Fitur-fitur berikut adalah yang mencirikan perusahaan kelas-dunia:
·         Perusahaan kelas-dunia harus mempertahankan kelincahan strategis dan mampu menghidupkan sesuatu yang kecil. Manajemen puncak harus secara dekat menyadari kebutuhan pelanggan dan tidak kaku dan anti terhadap perubahan paradigma.
·         Perusahaan kelas-dunia harus memotivasi dan memperlakukan karyawan seperti menghargai aset-aset. Untuk mengaktivasikan talenta setiap orang, keputusan harus didorong hingga ke level terbawah organisasi. Hasilnya adalah struktur organisasi yang datar dan responsif.
·         Perusahaan kelas-dunia harus memenuhi kebutuhan para pelanggannya secara menguntungkan. Tujuannya tidak hanya untuk memuaskan para pelanggan, tetapi juga untuk menyenangkan mereka secara positif. Hal ini bukanlah sesuatu yang bisa dilakukan satu kali dan kemudian dilupakan begitu saja. Dengan para kompetitor yang selalu agresif mencari cara-cara baru untuk meningkatkan market share, perusahaan kelas-dunia harus terus menyenangkan para pelanggannya.
·         Filosofi memberi kepuasan terhadap pelanggan memasuki perusahaan kelas-dunia. Semua aktivitasnya, mulai dari pembelian bahan baku hingga menjual barang jadi, membentuk suatu rantai pelanggan. Setiap aktivitas diarahkan untuk melayani pelanggannya, yang merupakan aktivitas berikutnya dalam suatu proses. Pelanggan yang membayar terakhir adalah posisi yang terakhir dalam rantai tersebut.
·         Terakhir, perusahaan manufaktur yang mencapai status kelas-dunia  melakukan hal tersebut dengan mengikuti filosofi manufaktur ramping (lean manufacturing). Hal ini berarti melakukan lebih banyak dengan upaya yang lebih sedikit (efisien), menghilangkan pemborosan, dan mengurangi waktu siklus produksi.

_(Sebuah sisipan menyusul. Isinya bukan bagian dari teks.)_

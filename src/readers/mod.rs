pub mod frame_source;
pub mod parquet_frames;
pub mod region_reader;

pub use frame_source::{FrameSource, InMemoryFrameSource};
pub use parquet_frames::{ParquetFrameReader, PixelObservation};
pub use region_reader::RegionReader;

Bagian berikut menelaah prinsip-prinsip manufaktur ramping (lean manufacturing). Sisanya adalah menelaah teknik-teknik, teknologi, prosedur akuntansi, dan sistem informasi yang memungkinkan hal tersebut.
Prinsip-prinsip lean manufacturing

Lean manufacturing berevolusi dari Toyota Production System (TPS), yang berdasarkan model produksi just-in-time (tepat-waktu). Pendekatan proses manufaktur ini berlawanan dengan proses manufaktur tradisional yang biasanya berdasarkan level inventori bahan baku yang tinggi, kapasitas produksi yang besar, pemborosan dan ketidak-efisiensian proses. Tujuan dari lean production adalah untuk mencapai efisiensi dan keefektifan yang semakin baik di semua hal, termasuk desain produk, interaksi dengan supplier, pengerjaan di pabrik, manajemen pegawai, dan hubungan dengan pelanggan. Lean berarti mendapatkan produk yang tepat di tempat yang tepat, pada waktu yang tepat, dengan kuantitas yang tepat, dan secara bersamaan meminimalkan pemborosan dan menjaga supaya tetap flexible. Bagian terbesar dari kunci kesuksesan terletak pada pemahaman para karyawan dan penyatuan dengan prinsip-prinsip lean manufacturing. Memang, aspek-aspek kultural dari filosofi ini sama pentingnya dengan mesin-mesin, metodologi yang diterapkan. Prinsip-prinsip berikut adalak ciri dari lean manufacturing.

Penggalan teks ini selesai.